Вместе с тем автор исследования признает, что в начале XX столетия ситуация поменялась в сторону более внятной артикуляции проблемы национальной принадлежности, но и здесь главным, наверное, являлся все же этноконфессиональный маркер, мотивировавший процесс политизации религиозных отношений в России и на ее западных границах. И уже с 1880-х годов в российской политической сфере категории «нация», «национализм» и так далее активно рекрутировались правым сектором, вступившим в жесткую дискуссию с носителями либеральных взглядов. В ближайшей перспективе партикулярные мировоззренческие представления высшей бюрократии быстро насыщались националистическими идеями (в том числе в Привислинском крае), сосуществуя и все-таки уступая первенство общеимперскому видению государственного развития.

Подобные заключения подтверждаются разнообразной по своему содержанию социокультурной коммуникацией между польским гражданским обществом и царской администрацией, которая подробно анализируется в рецензируемой монографии. Одним из самых знаковых каналов взаимоотношений «центр-периферия» в данном случае была образовательная политика в Царстве Польском. Периоды запретительных мер сменялись бюрократической либерализацией, когда, например, в ходе первой русской революции появились временные послабления в практике получения разрешения на открытие школ. Польское общество «быстро и эффективно организовало автономную и разнообразную сеть частных школ и высших учебных заведений» (с. 317). Скорое закрытие многих из них не привело к смене курса, и после непродолжительного ожидания по распоряжению генерал-губернатора они возобновили свою деятельность. Внимание читателей справедливо акцентируется на отсутствии системной репрессивной образовательной политики в Привислинском крае даже в нестабильные годы общественных потрясений.

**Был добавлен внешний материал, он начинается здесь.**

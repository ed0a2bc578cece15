//! Application State
//!
//! Shared state accessible by all handlers.
//! Wrapped in Arc for thread-safe sharing across async tasks.

use crate::hub::Hub;
use std::sync::Arc;
use std::time::Instant;

/// Shared application state for all handlers
#[derive(Clone)]
pub struct AppState {
    /// Fan-out hub serving observer connections
    pub hub: Arc<Hub>,
    /// API configuration
    pub config: Arc<ApiConfig>,
    /// Server start time for uptime tracking
    pub start_time: Instant,
}

impl AppState {
    pub fn new(hub: Arc<Hub>, config: ApiConfig) -> Self {
        Self {
            hub,
            config: Arc::new(config),
            start_time: Instant::now(),
        }
    }

    /// Get server uptime in seconds
    pub fn uptime_seconds(&self) -> u64 {
        self.start_time.elapsed().as_secs()
    }

    /// Get observer connection count
    pub async fn connection_count(&self) -> usize {
        self.hub.connection_count().await
    }
}

/// API server configuration
#[derive(Debug, Clone)]
pub struct ApiConfig {
    /// Host to bind to
    pub host: String,
    /// Port to listen on
    pub port: u16,
}

impl Default for ApiConfig {
    fn default() -> Self {
        Self {
            host: "0.0.0.0".to_string(),
            port: 8888,
        }
    }
}

impl ApiConfig {
    /// Create config with custom host and port
    pub fn new(host: impl Into<String>, port: u16) -> Self {
        Self {
            host: host.into(),
            port,
        }
    }

    /// Get the socket address string
    pub fn addr(&self) -> String {
        format!("{}:{}", self.host, self.port)
    }
}
//! Broadcaster
//!
//! Fans catalog updates and topic data out to connections. A topic frame is
//! encoded at most once per broadcast and the same text is shared by every
//! recipient. Each connection is throttled to its own rate for the topic.

use serde_json::{Map, Value};
use std::sync::Arc;
use std::time::Duration;
use tokio::time::Instant;

use super::registry::{ConnectionRegistry, Outbound};
use super::Hub;
use crate::codec::encode;
use crate::source::{FeedItem, TopicCatalog};
use crate::websocket::ServerFrame;

/// Slack allowed when comparing a connection's delivery interval
pub const DELIVERY_TOLERANCE: Duration = Duration::from_micros(200);

/// Slack allowed when comparing the upstream throttle
pub const UPSTREAM_TOLERANCE: Duration = Duration::from_micros(100);

/// Whether enough time has passed since `last` to deliver again
pub fn throttle_allows(
    last: Option<Instant>,
    min_interval: Duration,
    tolerance: Duration,
    now: Instant,
) -> bool {
    match last {
        None => true,
        Some(last) => now.saturating_duration_since(last) + tolerance >= min_interval,
    }
}

/// Content of a topic frame
#[derive(Debug, Clone)]
pub enum TopicPayload {
    Message(FeedItem),
    /// Topic-scoped error report
    Error(String),
}

/// Build the `m` frame payload for a topic
pub fn topic_frame_payload(topic: &str, type_id: &str, payload: &TopicPayload) -> Map<String, Value> {
    let mut fields = match payload {
        TopicPayload::Message(item) => {
            let mut fields = encode(&item.message);
            fields.insert(
                "_time".to_string(),
                Value::from(item.timestamp.as_secs_f64() * 1000.0),
            );
            fields
        }
        TopicPayload::Error(error) => {
            let mut fields = Map::new();
            fields.insert("_error".to_string(), Value::from(error.as_str()));
            fields
        }
    };
    fields.insert("_topic_name".to_string(), Value::from(topic));
    fields.insert("_topic_type".to_string(), Value::from(type_id));
    fields
}

impl ConnectionRegistry {
    /// Deliver a topic frame to every interested connection that is due
    ///
    /// `build` runs at most once, and only if some connection is due. Returns
    /// the number of connections the frame was queued for.
    pub fn deliver<F>(&mut self, topic: &str, build: F, now: Instant) -> usize
    where
        F: FnOnce() -> Option<Arc<str>>,
    {
        let Some(subscribers) = self.interest.get(topic) else {
            return 0;
        };

        let mut build = Some(build);
        let mut frame: Option<Arc<str>> = None;
        let mut sent = 0;

        for id in subscribers {
            let Some(connection) = self.connections.get_mut(id) else {
                continue;
            };
            if connection.is_closing() {
                continue;
            }

            let last = connection.last_delivery.get(topic).copied();
            if !throttle_allows(last, connection.min_interval(topic), DELIVERY_TOLERANCE, now) {
                continue;
            }

            if frame.is_none() {
                frame = build.take().and_then(|build| build());
            }
            let Some(frame) = &frame else {
                return sent;
            };

            if connection.send(Outbound::Frame(Arc::clone(frame))) {
                connection.last_delivery.insert(topic.to_string(), now);
                sent += 1;
            }
        }
        sent
    }

    /// Queue a frame for every open connection
    pub fn deliver_all(&self, frame: &Arc<str>) -> usize {
        self.connections
            .values()
            .filter(|c| !c.is_closing())
            .filter(|c| c.send(Outbound::Frame(Arc::clone(frame))))
            .count()
    }
}

impl Hub {
    /// Send the topic catalog to every open connection
    pub async fn broadcast_catalog(&self, catalog: &TopicCatalog) -> usize {
        let text = match ServerFrame::TopicCatalog(catalog.clone()).to_json() {
            Ok(text) => Arc::<str>::from(text),
            Err(e) => {
                tracing::error!(error = %e, "Failed to encode topic catalog");
                return 0;
            }
        };
        let state = self.state.lock().await;
        state.registry.deliver_all(&text)
    }

    /// Send topic data to the connections interested in it
    pub async fn broadcast_topic_data(
        &self,
        topic: &str,
        type_id: &str,
        payload: TopicPayload,
    ) -> usize {
        self.broadcast_topic_data_at(topic, type_id, payload, Instant::now())
            .await
    }

    pub(crate) async fn broadcast_topic_data_at(
        &self,
        topic: &str,
        type_id: &str,
        payload: TopicPayload,
        now: Instant,
    ) -> usize {
        let build = || {
            let frame = ServerFrame::TopicData(topic_frame_payload(topic, type_id, &payload));
            match frame.to_json() {
                Ok(text) => Some(Arc::<str>::from(text)),
                Err(e) => {
                    tracing::error!(topic = %topic, error = %e, "Failed to encode topic frame");
                    None
                }
            }
        };

        let mut state = self.state.lock().await;
        let sent = state.registry.deliver(topic, build, now);
        tracing::trace!(topic = %topic, recipients = sent, "Topic data delivered");
        sent
    }
}

#[cfg(test)]
mod tests {
    use super::*;
    use crate::codec::{Message, Time};
    use crate::hub::test_support::{drain, hub_with_source};
    use std::cell::Cell;
    use tokio::sync::mpsc;

    #[test]
    fn test_throttle_allows() {
        let now = Instant::now();
        let interval = Duration::from_millis(100);
        assert!(throttle_allows(None, interval, DELIVERY_TOLERANCE, now));
        assert!(!throttle_allows(
            Some(now),
            interval,
            DELIVERY_TOLERANCE,
            now + Duration::from_millis(50)
        ));
        // Inside the tolerance window counts as due
        assert!(throttle_allows(
            Some(now),
            interval,
            DELIVERY_TOLERANCE,
            now + Duration::from_micros(99_900)
        ));
        assert!(!throttle_allows(
            Some(now),
            interval,
            DELIVERY_TOLERANCE,
            now + Duration::from_micros(99_700)
        ));
    }

    #[test]
    fn test_topic_frame_payload() {
        let item = FeedItem {
            message: Message::new("std_msgs/msg/String").with("data", "hi"),
            timestamp: Time::new(2, 500_000_000),
        };
        let payload = topic_frame_payload("/chatter", "std_msgs/msg/String", &TopicPayload::Message(item));
        assert_eq!(payload["data"], "hi");
        assert_eq!(payload["_topic_name"], "/chatter");
        assert_eq!(payload["_topic_type"], "std_msgs/msg/String");
        assert_eq!(payload["_time"], 2500.0);

        let payload = topic_frame_payload(
            "/x",
            "a/msg/B",
            &TopicPayload::Error("boom".to_string()),
        );
        assert_eq!(payload["_error"], "boom");
        assert!(payload.get("_time").is_none());
    }

    #[test]
    fn test_deliver_encodes_once() {
        let mut registry = ConnectionRegistry::new(10);
        let mut receivers = Vec::new();
        for _ in 0..3 {
            let (tx, rx) = mpsc::unbounded_channel();
            let id = registry.insert(tx, Duration::from_millis(10)).unwrap();
            registry.set_interest(&id, "/imu", Duration::from_millis(10)).unwrap();
            receivers.push(rx);
        }

        let builds = Cell::new(0);
        let sent = registry.deliver(
            "/imu",
            || {
                builds.set(builds.get() + 1);
                Some(Arc::from("frame"))
            },
            Instant::now(),
        );
        assert_eq!(sent, 3);
        assert_eq!(builds.get(), 1);
        for rx in &mut receivers {
            assert_eq!(rx.try_recv().unwrap(), Outbound::Frame(Arc::from("frame")));
        }
    }

    #[test]
    fn test_deliver_skips_when_nobody_is_due() {
        let mut registry = ConnectionRegistry::new(10);
        let (tx, _rx) = mpsc::unbounded_channel();
        let id = registry.insert(tx, Duration::from_millis(100)).unwrap();
        registry.set_interest(&id, "/imu", Duration::from_millis(100)).unwrap();

        let now = Instant::now();
        assert_eq!(registry.deliver("/imu", || Some(Arc::from("a")), now), 1);

        let builds = Cell::new(0);
        let sent = registry.deliver(
            "/imu",
            || {
                builds.set(builds.get() + 1);
                Some(Arc::from("b"))
            },
            now + Duration::from_millis(10),
        );
        assert_eq!(sent, 0);
        assert_eq!(builds.get(), 0);
    }

    #[test]
    fn test_deliver_skips_closed_connections() {
        let mut registry = ConnectionRegistry::new(10);
        let (tx, rx) = mpsc::unbounded_channel();
        let id = registry.insert(tx, Duration::ZERO).unwrap();
        registry.set_interest(&id, "/imu", Duration::ZERO).unwrap();
        drop(rx);

        assert_eq!(registry.deliver("/imu", || Some(Arc::from("a")), Instant::now()), 0);
    }

    #[tokio::test]
    async fn test_per_connection_rates() {
        let (hub, _source) = hub_with_source();
        let (fast_tx, mut fast_rx) = mpsc::unbounded_channel();
        let (slow_tx, mut slow_rx) = mpsc::unbounded_channel();
        let fast = hub.register(fast_tx).await.unwrap();
        let slow = hub.register(slow_tx).await.unwrap();
        hub.set_interest(&fast, "/scan", Some(30.0)).await.unwrap();
        hub.set_interest(&slow, "/scan", Some(5.0)).await.unwrap();
        drain(&mut fast_rx);
        drain(&mut slow_rx);

        let start = Instant::now();
        for i in 0..100u64 {
            let item = FeedItem::new(Message::new("std_msgs/msg/String").with("data", "x"));
            hub.broadcast_topic_data_at(
                "/scan",
                "std_msgs/msg/String",
                TopicPayload::Message(item),
                start + Duration::from_millis(10 * i),
            )
            .await;
        }

        let fast_count = drain(&mut fast_rx).len();
        let slow_count = drain(&mut slow_rx).len();
        assert!((25..=31).contains(&fast_count), "fast got {}", fast_count);
        assert!((5..=6).contains(&slow_count), "slow got {}", slow_count);
    }

    #[tokio::test]
    async fn test_catalog_reaches_all_connections() {
        let (hub, _source) = hub_with_source();
        let (tx1, mut rx1) = mpsc::unbounded_channel();
        let (tx2, mut rx2) = mpsc::unbounded_channel();
        hub.register(tx1).await.unwrap();
        hub.register(tx2).await.unwrap();
        drain(&mut rx1);
        drain(&mut rx2);

        let mut catalog = TopicCatalog::new();
        catalog.insert("/imu".to_string(), "sensor_msgs/msg/Imu".to_string());
        assert_eq!(hub.broadcast_catalog(&catalog).await, 2);
        assert_eq!(drain(&mut rx1), vec![r#"["t",{"/imu":"sensor_msgs/msg/Imu"}]"#.to_string()]);
        assert_eq!(drain(&mut rx2).len(), 1);
    }
}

Некоторые важные гражданские инициативы, лоббируемые польской стороной, получали поддержку верховной власти. В частности, Рольф обращается к истории возведения помпезного памятника Адаму Мицкевичу, созданного в 1897–1898 годы и расположенного вблизи резиденций варшавского губернатора и генерал-губернатора. В качестве примера можно привести также успешный проект увековечивания памяти национального композитора Шопена, реализованный в начале XX столетия, несмотря на протесты представителей «русского общества» в Варшаве.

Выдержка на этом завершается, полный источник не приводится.